Harris contributed a short story, "PMQ", to Hornby's 2000 collection Speaking with the Angel.

Formerly a donor to the Labour Party, he renounced his support for the party after the appointment of Guardian journalist Seumas Milne as its communications director by leader Jeremy Corbyn. He now supports the Liberal Democrats.

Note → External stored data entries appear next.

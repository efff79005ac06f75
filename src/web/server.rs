// SPDX-FileCopyrightText: 2025 Joost van der Laan <joost@fashionunited.com>
//
// SPDX-License-Identifier: AGPL-3.0-only

use axum::{
    Json, Router,
    extract::DefaultBodyLimit,
    routing::{get, post},
};
use serde_json::json;
use std::net::SocketAddr;
use tower_http::{cors::CorsLayer, trace::TraceLayer};

use crate::web::{routes, state::AppState};

/// Create the Axum router with all routes
pub fn create_app(state: AppState) -> Router {
    let max_upload_bytes = state.config.max_upload_bytes;

    Router::new()
        // Health check endpoint
        .route("/health", get(health_check))
        // Job endpoints
        .route("/api/jobs", post(routes::api::create_job))
        .route("/api/jobs/:job_id", get(routes::api::get_job))
        .route("/api/download/:job_id", get(routes::api::download))
        // Live completion events
        .route("/api/events", get(routes::sse::job_events))
        .layer(DefaultBodyLimit::max(max_upload_bytes))
        .layer(CorsLayer::permissive())
        .layer(TraceLayer::new_for_http())
        // Share app state
        .with_state(state)
}

/// Start the web server; returns after Ctrl-C
pub async fn start_server(state: AppState, port: u16) -> anyhow::Result<()> {
    let app = create_app(state);

    let addr = SocketAddr::from(([0, 0, 0, 0], port));
    tracing::info!("Gateway listening on http://{}", addr);

    let listener = tokio::net::TcpListener::bind(addr).await?;
    axum::serve(listener, app)
        .with_graceful_shutdown(shutdown_signal())
        .await?;

    Ok(())
}

/// Resolves on Ctrl-C
pub async fn shutdown_signal() {
    if let Err(e) = tokio::signal::ctrl_c().await {
        tracing::error!("Failed to listen for shutdown signal: {}", e);
        std::future::pending::<()>().await;
    }
    tracing::info!("Shutdown signal received");
}

/// Health check endpoint
async fn health_check() -> Json<serde_json::Value> {
    Json(json!({
        "status": "ok",
        "timestamp": chrono::Utc::now().to_rfc3339()
    }))
}
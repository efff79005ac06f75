// SPDX-FileCopyrightText: 2025 Joost van der Laan <joost@fashionunited.com>
//
// SPDX-License-Identifier: AGPL-3.0-only

//! HTTP face of a zoom worker: `POST /zoom?percent=P&zoomIn=B` with the bitmap
//! as the request body, answered with the resized bitmap.

use std::net::SocketAddr;

use axum::{
    Json, Router,
    body::Bytes,
    extract::{DefaultBodyLimit, Query},
    http::header,
    response::IntoResponse,
    routing::{get, post},
};
use serde::Deserialize;
use serde_json::json;
use tower_http::trace::TraceLayer;

use super::{LocalZoom, ZoomService};
use crate::error::Result;

#[derive(Debug, Deserialize)]
pub struct ZoomParams {
    pub percent: i32,
    #[serde(rename = "zoomIn")]
    pub zoom_in: bool,
}

/// Router for a zoom worker
pub fn create_zoom_app(max_body_bytes: usize) -> Router {
    Router::new()
        .route("/health", get(health_check))
        .route("/zoom", post(zoom_handler))
        .layer(DefaultBodyLimit::max(max_body_bytes))
        .layer(TraceLayer::new_for_http())
}

async fn zoom_handler(Query(params): Query<ZoomParams>, body: Bytes) -> Result<impl IntoResponse> {
    tracing::debug!(
        percent = params.percent,
        zoom_in = params.zoom_in,
        bytes = body.len(),
        "Zoom request"
    );

    let zoomed = LocalZoom
        .zoom(body.to_vec(), params.percent, params.zoom_in)
        .await?;

    Ok(([(header::CONTENT_TYPE, "image/bmp")], zoomed))
}

async fn health_check() -> Json<serde_json::Value> {
    Json(json!({
        "status": "ok",
        "timestamp": chrono::Utc::now().to_rfc3339()
    }))
}

/// Serve a zoom worker until Ctrl-C
pub async fn start_zoom_worker(port: u16, max_body_bytes: usize) -> anyhow::Result<()> {
    let app = create_zoom_app(max_body_bytes);

    let addr = SocketAddr::from(([0, 0, 0, 0], port));
    tracing::info!("Zoom worker listening on http://{}", addr);

    let listener = tokio::net::TcpListener::bind(addr).await?;
    axum::serve(listener, app)
        .with_graceful_shutdown(crate::web::shutdown_signal())
        .await?;

    Ok(())
}
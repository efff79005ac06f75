// SPDX-FileCopyrightText: 2025 Joost van der Laan <joost@fashionunited.com>
//
// SPDX-License-Identifier: AGPL-3.0-only

use std::sync::Arc;

use anyhow::{Context, Result};
use futures::StreamExt;

use super::{JobDone, JobRequest, NatsClient};
use crate::gateway::JobGateway;
use crate::orchestrator::Orchestrator;

/// Consume job requests and hand each one to the orchestrator on its own task
pub async fn run_job_request_loop(
    nats_client: NatsClient,
    subject: &str,
    orchestrator: Arc<Orchestrator>,
) -> Result<()> {
    let mut sub = nats_client
        .inner()
        .subscribe(subject.to_string())
        .await
        .with_context(|| format!("Failed to subscribe to {}", subject))?;

    tracing::info!("Orchestrator subscribed to {}", subject);

    while let Some(msg) = sub.next().await {
        let request = match JobRequest::from_parts(msg.headers.as_ref(), &msg.payload) {
            Ok(req) => req,
            Err(e) => {
                tracing::warn!("Dropping malformed job request: {}", e);
                continue;
            }
        };

        tracing::info!(
            job_id = %request.job_id,
            percent = request.percent,
            zoom_in = request.zoom_in,
            bytes = request.bitmap.len(),
            "Received job"
        );

        let orchestrator = orchestrator.clone();
        tokio::spawn(async move {
            orchestrator.handle(request).await;
        });
    }

    Ok(())
}

/// Consume job-done notices and complete the matching gateway records
pub async fn run_job_done_loop(
    nats_client: NatsClient,
    subject: &str,
    gateway: JobGateway,
) -> Result<()> {
    let mut sub = nats_client
        .inner()
        .subscribe(subject.to_string())
        .await
        .with_context(|| format!("Failed to subscribe to {}", subject))?;

    tracing::info!("Gateway subscribed to {}", subject);

    while let Some(msg) = sub.next().await {
        match JobDone::from_headers(msg.headers.as_ref()) {
            Ok(done) => {
                gateway.complete_job(&done);
            }
            Err(e) => tracing::warn!("Dropping malformed job-done message: {}", e),
        }
    }

    Ok(())
}
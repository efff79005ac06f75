// SPDX-FileCopyrightText: 2025 Joost van der Laan <joost@fashionunited.com>
//
// SPDX-License-Identifier: AGPL-3.0-only

use crate::config::GatewayConfig;
use crate::gateway::JobGateway;

/// Application state shared across all routes
#[derive(Clone)]
pub struct AppState {
    pub gateway: JobGateway,
    pub config: GatewayConfig,
}

impl AppState {
    pub fn new(gateway: JobGateway, config: GatewayConfig) -> Self {
        Self { gateway, config }
    }
}
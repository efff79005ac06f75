// SPDX-FileCopyrightText: 2025 Joost van der Laan <joost@fashionunited.com>
//
// SPDX-License-Identifier: AGPL-3.0-only

//! Connection to the message bus shared by the gateway and the orchestrator.
//!
//! Connection events are only reported through the event callback, so they
//! are logged here. A server-side rejection such as a payload violation never
//! reaches the publisher.

use anyhow::{Context, Result};
use async_nats::{Client, ConnectOptions, Event};

/// Connected bus client for one pipeline process
#[derive(Clone)]
pub struct NatsClient {
    client: Client,
}

impl NatsClient {
    pub fn new(client: Client) -> Self {
        Self { client }
    }

    pub fn inner(&self) -> &Client {
        &self.client
    }

    /// Largest message (headers plus body) the server accepts
    pub fn max_payload(&self) -> usize {
        self.client.server_info().max_payload
    }
}

async fn log_event(process: String, event: Event) {
    match event {
        Event::Connected => tracing::info!(process = %process, "NATS connection restored"),
        Event::Disconnected => tracing::warn!(process = %process, "NATS connection lost"),
        Event::ServerError(err) => {
            tracing::error!(process = %process, "NATS server error: {}", err)
        }
        Event::SlowConsumer(sid) => {
            tracing::warn!(process = %process, subscription = sid, "NATS slow consumer")
        }
        other => tracing::debug!(process = %process, "NATS event: {}", other),
    }
}

/// Connect as `process` (the name shown in the server's connection list)
pub async fn create_nats_client(nats_url: &str, process: &str) -> Result<NatsClient> {
    let name = process.to_string();
    let client = ConnectOptions::new()
        .name(process)
        .event_callback(move |event| log_event(name.clone(), event))
        .connect(nats_url)
        .await
        .with_context(|| format!("Failed to connect to NATS server at {}", nats_url))?;

    let client = NatsClient::new(client);
    tracing::info!(
        process,
        max_payload = client.max_payload(),
        "Connected to NATS server at {}",
        nats_url
    );

    Ok(client)
}
// SPDX-FileCopyrightText: 2025 Joost van der Laan <joost@fashionunited.com>
//
// SPDX-License-Identifier: AGPL-3.0-only

pub mod api;
pub mod sse;
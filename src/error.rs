// SPDX-FileCopyrightText: 2025 Joost van der Laan <joost@fashionunited.com>
//
// SPDX-License-Identifier: AGPL-3.0-only

//! Error types shared by the codec, the workers, the orchestrator and the gateway

use axum::{
    Json,
    http::StatusCode,
    response::{IntoResponse, Response},
};
use serde_json::json;
use thiserror::Error;

/// Result type alias for pipeline operations
pub type Result<T> = std::result::Result<T, Error>;

#[derive(Debug, Error)]
pub enum Error {
    /// Malformed or unsupported bitmap
    #[error("Bitmap format error: {0}")]
    Format(String),

    /// Two halves that cannot be stacked
    #[error("Cannot merge: {0}")]
    GeometryMismatch(String),

    #[error("Invalid parameter: {0}")]
    InvalidParameter(String),

    /// Bad upload request
    #[error("{0}")]
    Validation(String),

    #[error("Not found: {0}")]
    NotFound(String),

    /// Upload larger than the message bus accepts in one message
    #[error("Too large: {0}")]
    TooLarge(String),

    /// A zoom worker was unreachable or answered with an error
    #[error("Zoom worker {worker} failed: {message}")]
    RemoteCall { worker: String, message: String },

    /// Image store write failed
    #[error("Image store error: {0}")]
    Store(String),

    /// Message bus publish or subscribe failed
    #[error("Message bus error: {0}")]
    Bus(String),

    #[error("Configuration error: {0}")]
    Config(String),

    #[error("Internal error: {0}")]
    Internal(String),
}

impl Error {
    pub fn format(message: impl Into<String>) -> Self {
        Self::Format(message.into())
    }

    pub fn validation(message: impl Into<String>) -> Self {
        Self::Validation(message.into())
    }

    pub fn remote_call(worker: impl Into<String>, message: impl Into<String>) -> Self {
        Self::RemoteCall {
            worker: worker.into(),
            message: message.into(),
        }
    }

    pub fn store(message: impl Into<String>) -> Self {
        Self::Store(message.into())
    }

    pub fn bus(message: impl Into<String>) -> Self {
        Self::Bus(message.into())
    }

    /// Short machine-readable name used in JSON error bodies
    pub fn kind(&self) -> &'static str {
        match self {
            Error::Format(_) => "format_error",
            Error::GeometryMismatch(_) => "geometry_mismatch",
            Error::InvalidParameter(_) => "invalid_parameter",
            Error::Validation(_) => "validation_error",
            Error::NotFound(_) => "not_found",
            Error::TooLarge(_) => "payload_too_large",
            Error::RemoteCall { .. } => "remote_call_error",
            Error::Store(_) => "store_error",
            Error::Bus(_) => "bus_error",
            Error::Config(_) => "config_error",
            Error::Internal(_) => "internal_error",
        }
    }

    pub fn status_code(&self) -> StatusCode {
        match self {
            Error::Format(_)
            | Error::GeometryMismatch(_)
            | Error::InvalidParameter(_)
            | Error::Validation(_) => StatusCode::BAD_REQUEST,
            Error::NotFound(_) => StatusCode::NOT_FOUND,
            Error::TooLarge(_) => StatusCode::PAYLOAD_TOO_LARGE,
            Error::RemoteCall { .. } | Error::Store(_) => StatusCode::BAD_GATEWAY,
            Error::Bus(_) => StatusCode::SERVICE_UNAVAILABLE,
            Error::Config(_) | Error::Internal(_) => StatusCode::INTERNAL_SERVER_ERROR,
        }
    }
}

impl IntoResponse for Error {
    fn into_response(self) -> Response {
        let status = self.status_code();
        let body = Json(json!({
            "error": {
                "type": self.kind(),
                "message": self.to_string(),
            }
        }));

        (status, body).into_response()
    }
}
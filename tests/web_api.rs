// SPDX-FileCopyrightText: 2025 Joost van der Laan <joost@fashionunited.com>
//
// SPDX-License-Identifier: AGPL-3.0-only

//! HTTP surface of the gateway, driven in-process through the router

mod common;

use std::sync::Arc;

use axum::{
    Router,
    body::Body,
    http::{Request, StatusCode, header},
};
use bmp_zoom::config::GatewayConfig;
use bmp_zoom::gateway::JobGateway;
use bmp_zoom::nats::JobDone;
use bmp_zoom::web::{AppState, create_app};
use common::{MemoryBus, STORE_URL, bitmap};
use serde_json::Value;
use tower::ServiceExt;

const BOUNDARY: &str = "bmp-zoom-test-boundary";

fn setup() -> (Router, JobGateway, Arc<MemoryBus>) {
    setup_with_bus(MemoryBus::default())
}

fn setup_with_bus(bus: MemoryBus) -> (Router, JobGateway, Arc<MemoryBus>) {
    let bus = Arc::new(bus);
    let gateway = JobGateway::new(bus.clone(), STORE_URL);
    let app = create_app(AppState::new(gateway.clone(), GatewayConfig::default()));
    (app, gateway, bus)
}

/// multipart/form-data body with an optional file part and text fields
fn multipart_body(file: Option<(&str, &[u8])>, fields: &[(&str, &str)]) -> Vec<u8> {
    let mut body = Vec::new();
    for (name, value) in fields {
        body.extend_from_slice(
            format!(
                "--{}\r\nContent-Disposition: form-data; name=\"{}\"\r\n\r\n{}\r\n",
                BOUNDARY, name, value
            )
            .as_bytes(),
        );
    }
    if let Some((filename, bytes)) = file {
        body.extend_from_slice(
            format!(
                "--{}\r\nContent-Disposition: form-data; name=\"file\"; filename=\"{}\"\r\nContent-Type: image/bmp\r\n\r\n",
                BOUNDARY, filename
            )
            .as_bytes(),
        );
        body.extend_from_slice(bytes);
        body.extend_from_slice(b"\r\n");
    }
    body.extend_from_slice(format!("--{}--\r\n", BOUNDARY).as_bytes());
    body
}

fn upload(body: Vec<u8>) -> Request<Body> {
    Request::builder()
        .method("POST")
        .uri("/api/jobs")
        .header(
            header::CONTENT_TYPE,
            format!("multipart/form-data; boundary={}", BOUNDARY),
        )
        .body(Body::from(body))
        .unwrap()
}

fn get(uri: &str) -> Request<Body> {
    Request::builder().uri(uri).body(Body::empty()).unwrap()
}

async fn json_body(response: axum::response::Response) -> Value {
    let bytes = axum::body::to_bytes(response.into_body(), usize::MAX)
        .await
        .unwrap();
    serde_json::from_slice(&bytes).unwrap()
}

#[tokio::test]
async fn test_health_check() {
    let (app, _, _) = setup();

    let response = app.oneshot(get("/health")).await.unwrap();
    assert_eq!(response.status(), StatusCode::OK);

    let json = json_body(response).await;
    assert_eq!(json["status"], "ok");
    assert!(json["timestamp"].is_string());
}

#[tokio::test]
async fn test_upload_creates_pending_job() {
    let (app, gateway, bus) = setup();
    let image = bitmap(4, 4, 24);

    let response = app
        .clone()
        .oneshot(upload(multipart_body(
            Some(("cat.bmp", image.as_slice())),
            &[("zoomIn", "false"), ("percent", "35")],
        )))
        .await
        .unwrap();
    assert_eq!(response.status(), StatusCode::OK);

    let json = json_body(response).await;
    assert_eq!(json["status"], "PENDING");
    let job_id = json["jobId"].as_str().unwrap().to_string();
    assert!(gateway.jobs().get(&job_id).is_some());

    let published = bus.jobs();
    assert_eq!(published.len(), 1);
    assert_eq!(published[0].job_id, job_id);
    assert_eq!(published[0].bitmap, image);
    assert_eq!(published[0].filename, "cat.bmp");
    assert_eq!(published[0].percent, 35);
    assert!(!published[0].zoom_in);

    let response = app
        .oneshot(get(&format!("/api/jobs/{}", job_id)))
        .await
        .unwrap();
    assert_eq!(response.status(), StatusCode::OK);
    let json = json_body(response).await;
    assert_eq!(json["jobId"], job_id.as_str());
    assert_eq!(json["status"], "PENDING");
}

#[tokio::test]
async fn test_upload_uses_form_defaults() {
    let (app, _, bus) = setup();
    let image = bitmap(2, 2, 24);

    let response = app
        .oneshot(upload(multipart_body(
            Some(("a.bmp", image.as_slice())),
            &[("zoomIn", ""), ("percent", " ")],
        )))
        .await
        .unwrap();
    assert_eq!(response.status(), StatusCode::OK);

    let published = bus.jobs();
    assert_eq!(published[0].percent, 20);
    assert!(published[0].zoom_in);
}

#[tokio::test]
async fn test_non_bitmap_upload_is_rejected() {
    let (app, gateway, bus) = setup();

    let response = app
        .oneshot(upload(multipart_body(
            Some(("notes.txt", &b"just some text"[..])),
            &[("percent", "20")],
        )))
        .await
        .unwrap();
    assert_eq!(response.status(), StatusCode::BAD_REQUEST);

    let json = json_body(response).await;
    assert_eq!(json["error"]["type"], "validation_error");
    assert!(
        json["error"]["message"]
            .as_str()
            .unwrap()
            .starts_with("not a bitmap")
    );
    assert!(gateway.jobs().is_empty());
    assert!(bus.jobs().is_empty());
}

#[tokio::test]
async fn test_upload_over_bus_limit_is_413() {
    let (app, gateway, bus) = setup_with_bus(MemoryBus::with_max_payload(64 * 1024));
    let image = bitmap(200, 200, 24);

    let response = app
        .oneshot(upload(multipart_body(
            Some(("big.bmp", image.as_slice())),
            &[("percent", "20")],
        )))
        .await
        .unwrap();
    assert_eq!(response.status(), StatusCode::PAYLOAD_TOO_LARGE);

    let json = json_body(response).await;
    assert_eq!(json["error"]["type"], "payload_too_large");
    assert!(gateway.jobs().is_empty());
    assert!(bus.jobs().is_empty());
}

#[tokio::test]
async fn test_missing_file_is_rejected() {
    let (app, gateway, _) = setup();

    let response = app
        .oneshot(upload(multipart_body(None, &[("percent", "20")])))
        .await
        .unwrap();
    assert_eq!(response.status(), StatusCode::BAD_REQUEST);

    let json = json_body(response).await;
    assert_eq!(json["error"]["message"], "missing file");
    assert!(gateway.jobs().is_empty());
}

#[tokio::test]
async fn test_bad_form_values_are_rejected() {
    let (app, gateway, _) = setup();
    let image = bitmap(2, 2, 24);

    for fields in [
        [("zoomIn", "maybe"), ("percent", "20")],
        [("zoomIn", "true"), ("percent", "lots")],
        [("zoomIn", "true"), ("percent", "-10")],
    ] {
        let response = app
            .clone()
            .oneshot(upload(multipart_body(Some(("a.bmp", image.as_slice())), &fields)))
            .await
            .unwrap();
        assert_eq!(response.status(), StatusCode::BAD_REQUEST, "{:?}", fields);
    }
    assert!(gateway.jobs().is_empty());
}

#[tokio::test]
async fn test_unknown_job_is_404() {
    let (app, _, _) = setup();

    let response = app.clone().oneshot(get("/api/jobs/unknown")).await.unwrap();
    assert_eq!(response.status(), StatusCode::NOT_FOUND);
    let json = json_body(response).await;
    assert_eq!(json["error"]["type"], "not_found");

    let response = app.oneshot(get("/api/download/unknown")).await.unwrap();
    assert_eq!(response.status(), StatusCode::NOT_FOUND);
}

#[tokio::test]
async fn test_download_waits_then_redirects() {
    let (app, gateway, _) = setup();
    let job_id = gateway
        .submit_job(Some(bitmap(2, 2, 24)), None, 20, true)
        .await
        .unwrap();
    let uri = format!("/api/download/{}", job_id);

    let response = app.clone().oneshot(get(&uri)).await.unwrap();
    assert_eq!(response.status(), StatusCode::ACCEPTED);
    let bytes = axum::body::to_bytes(response.into_body(), usize::MAX)
        .await
        .unwrap();
    assert_eq!(&bytes[..], b"Not ready");

    gateway.complete_job(&JobDone {
        job_id: job_id.clone(),
        result_image_id: 12,
    });

    let response = app.clone().oneshot(get(&uri)).await.unwrap();
    assert_eq!(response.status(), StatusCode::TEMPORARY_REDIRECT);
    assert_eq!(
        response.headers()[header::LOCATION],
        format!("{}/images/12", STORE_URL).as_str()
    );

    let response = app
        .oneshot(get(&format!("/api/jobs/{}", job_id)))
        .await
        .unwrap();
    let json = json_body(response).await;
    assert_eq!(json["status"], "DONE");
    assert_eq!(json["resultImageId"], 12);
    assert_eq!(
        json["downloadLocation"],
        format!("{}/images/12", STORE_URL).as_str()
    );
}

#[tokio::test]
async fn test_events_endpoint_is_an_event_stream() {
    let (app, gateway, _) = setup();

    let response = app.oneshot(get("/api/events")).await.unwrap();
    assert_eq!(response.status(), StatusCode::OK);
    assert_eq!(
        response.headers()[header::CONTENT_TYPE],
        "text/event-stream"
    );
    assert_eq!(gateway.subscribers().len(), 1);

    drop(response);
    assert!(gateway.subscribers().is_empty());
}
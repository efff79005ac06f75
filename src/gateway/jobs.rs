// SPDX-FileCopyrightText: 2025 Joost van der Laan <joost@fashionunited.com>
//
// SPDX-License-Identifier: AGPL-3.0-only

use std::sync::Arc;

use chrono::{DateTime, Utc};
use dashmap::DashMap;
use dashmap::mapref::entry::Entry;
use serde::Serialize;

#[derive(Debug, Clone, Copy, PartialEq, Eq, Serialize)]
#[serde(rename_all = "SCREAMING_SNAKE_CASE")]
pub enum JobStatus {
    Pending,
    Done,
}

/// Everything a completed job carries is set in one step
#[derive(Debug, Clone, PartialEq)]
pub enum JobState {
    Pending,
    Done {
        result_image_id: i64,
        download_location: String,
        completed_at: DateTime<Utc>,
    },
}

#[derive(Debug, Clone, PartialEq)]
pub struct JobRecord {
    pub job_id: String,
    pub submitted_at: DateTime<Utc>,
    pub state: JobState,
}

impl JobRecord {
    pub fn status(&self) -> JobStatus {
        match self.state {
            JobState::Pending => JobStatus::Pending,
            JobState::Done { .. } => JobStatus::Done,
        }
    }

    pub fn view(&self) -> JobView {
        let mut view = JobView {
            job_id: self.job_id.clone(),
            status: self.status(),
            submitted_at: self.submitted_at,
            result_image_id: None,
            download_location: None,
            completed_at: None,
        };
        if let JobState::Done {
            result_image_id,
            download_location,
            completed_at,
        } = &self.state
        {
            view.result_image_id = Some(*result_image_id);
            view.download_location = Some(download_location.clone());
            view.completed_at = Some(*completed_at);
        }
        view
    }
}

/// JSON shape returned by `GET /api/jobs/{jobId}`
#[derive(Debug, Clone, PartialEq, Serialize)]
#[serde(rename_all = "camelCase")]
pub struct JobView {
    pub job_id: String,
    pub status: JobStatus,
    pub submitted_at: DateTime<Utc>,
    #[serde(skip_serializing_if = "Option::is_none")]
    pub result_image_id: Option<i64>,
    #[serde(skip_serializing_if = "Option::is_none")]
    pub download_location: Option<String>,
    #[serde(skip_serializing_if = "Option::is_none")]
    pub completed_at: Option<DateTime<Utc>>,
}

/// Outcome of applying a completion notice
#[derive(Debug, Clone, PartialEq)]
pub enum Completion {
    Completed(JobRecord),
    AlreadyDone,
    Unknown,
}

/// Concurrent job table keyed by job id
#[derive(Debug, Clone, Default)]
pub struct JobStore {
    jobs: Arc<DashMap<String, JobRecord>>,
}

impl JobStore {
    pub fn new() -> Self {
        Self::default()
    }

    pub fn create_pending(&self, job_id: &str) -> JobRecord {
        let record = JobRecord {
            job_id: job_id.to_string(),
            submitted_at: Utc::now(),
            state: JobState::Pending,
        };
        self.jobs.insert(job_id.to_string(), record.clone());
        record
    }

    pub fn get(&self, job_id: &str) -> Option<JobRecord> {
        self.jobs.get(job_id).map(|entry| entry.value().clone())
    }

    pub fn remove(&self, job_id: &str) -> Option<JobRecord> {
        self.jobs.remove(job_id).map(|(_, record)| record)
    }

    pub fn len(&self) -> usize {
        self.jobs.len()
    }

    pub fn is_empty(&self) -> bool {
        self.jobs.is_empty()
    }

    /// PENDING -> DONE under the entry lock. A second completion keeps the first.
    pub fn complete(&self, job_id: &str, result_image_id: i64, download_location: String) -> Completion {
        match self.jobs.entry(job_id.to_string()) {
            Entry::Vacant(_) => Completion::Unknown,
            Entry::Occupied(mut entry) => {
                let record = entry.get_mut();
                if matches!(record.state, JobState::Done { .. }) {
                    return Completion::AlreadyDone;
                }
                record.state = JobState::Done {
                    result_image_id,
                    download_location,
                    completed_at: Utc::now(),
                };
                Completion::Completed(record.clone())
            }
        }
    }
}
// SPDX-FileCopyrightText: 2025 Joost van der Laan <joost@fashionunited.com>
//
// SPDX-License-Identifier: AGPL-3.0-only

pub mod codec;
pub mod zoom;

pub use codec::{Bitmap, build, has_signature, hex_prefix, merge_vertical, parse, split_half};
pub use zoom::{scale_factor, zoom_bytes, zoom_nearest};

Harris considers Graham Greene, George Orwell and Evelyn Waugh his "literary heroes". Some of his favourite books include Journey to the Abyss: The Diaries of Count Harry Kessler 1880-1918, a series of diary entries from Harry von Kessler, edited by Laird M. Easton, and Great Expectations, a novel by Charles Dickens that he describes as a "supreme example" of how plot, characters, and language can all work in tandem.

==Works==
===Fiction===

====Stand-alone works====
- Fatherland (1992)
- Enigma (1995)
- Archangel (1998)
- Pompeii (2003)
- The Ghost (2007)
- The Fear Index (2011)
- An Officer and a Spy (2013)
- Conclave (2016)
- Munich (2017)
- The Second Sleep (2019)
- V2 (2020)
- Act of Oblivion (2022)
- Precipice (2024)
- Agrippa (2026)

====The Cicero Trilogy====
- Imperium (2006)
- Lustrum (Note: Retitled Conspirata for release in US and Italy) (2009)
- Dictator (2015)

====Short fiction====
- "PMQ" (in the Nick Hornby-edited anthology Speaking with the Angel)

====Screenplays====
- The Ghost Writer (2010) (with Roman Polanski)
- An Officer and a Spy (2019) (with Roman Polanski)

===Non-fiction===
- A Higher Form of Killing: The Secret Story of Gas and Germ Warfare (with Jeremy Paxman). London: Chatto & Windus, March 1982 ISBN 978-0-7011-2585-1
- Gotcha! The Government, the Media and the Falklands Crisis. London: Faber and Faber, January 1983 ISBN 978-0-571-13052-8
- The Making of Neil Kinnock. London: Faber and Faber, 17 September 1984 ISBN 978-0-571-13267-6
- Selling Hitler: The Story of the Hitler Diaries. London: Faber and Faber, 17 February 1986 ISBN 978-0-571-13557-8
- Good and Faithful Servant: The Unauthorized Biography of Bernard Ingham. London: Faber and Faber, December 1990 ISBN 978-0-571-16108-9

== Awards and nominations ==

| Year | Award | Category | Work | Result | Ref. |
| 2011 | César Awards | Best Adaptation | The Ghost Writer | Won |  |
| 2020 | An Officer and a Spy | Won |  |
| 2010 | European Film Awards | Best Screenwriter | The Ghost Writer | Won |  |
| 2019 | An Officer and a Spy | Nominated |  |
| 2011 | Lumière Awards | Best Screenplay | The Ghost Writer | Won |  |
| 2020 | An Officer and a Spy | Nominated |  |
| 2010 | Walter Scott Prize |  | Lustrum | Shortlisted |  |
| 2014 | An Officer and a Spy | Won |  |
| 2023 | Act of Oblivion | Shortlisted |  |
| 2025 | USC Scripter Awards | Film | Conclave | Won |  |

==Honours==
- He was elected a Fellow of the Royal Society of Literature in 1996.
- He was awarded the Honorary degree of Doctor of Letters (D.Litt) by the University of Leicester on 22 July 2022.
- He was appointed Commander of the Order of the British Empire (CBE) in the 2025 New Year Honours List for services to Literature.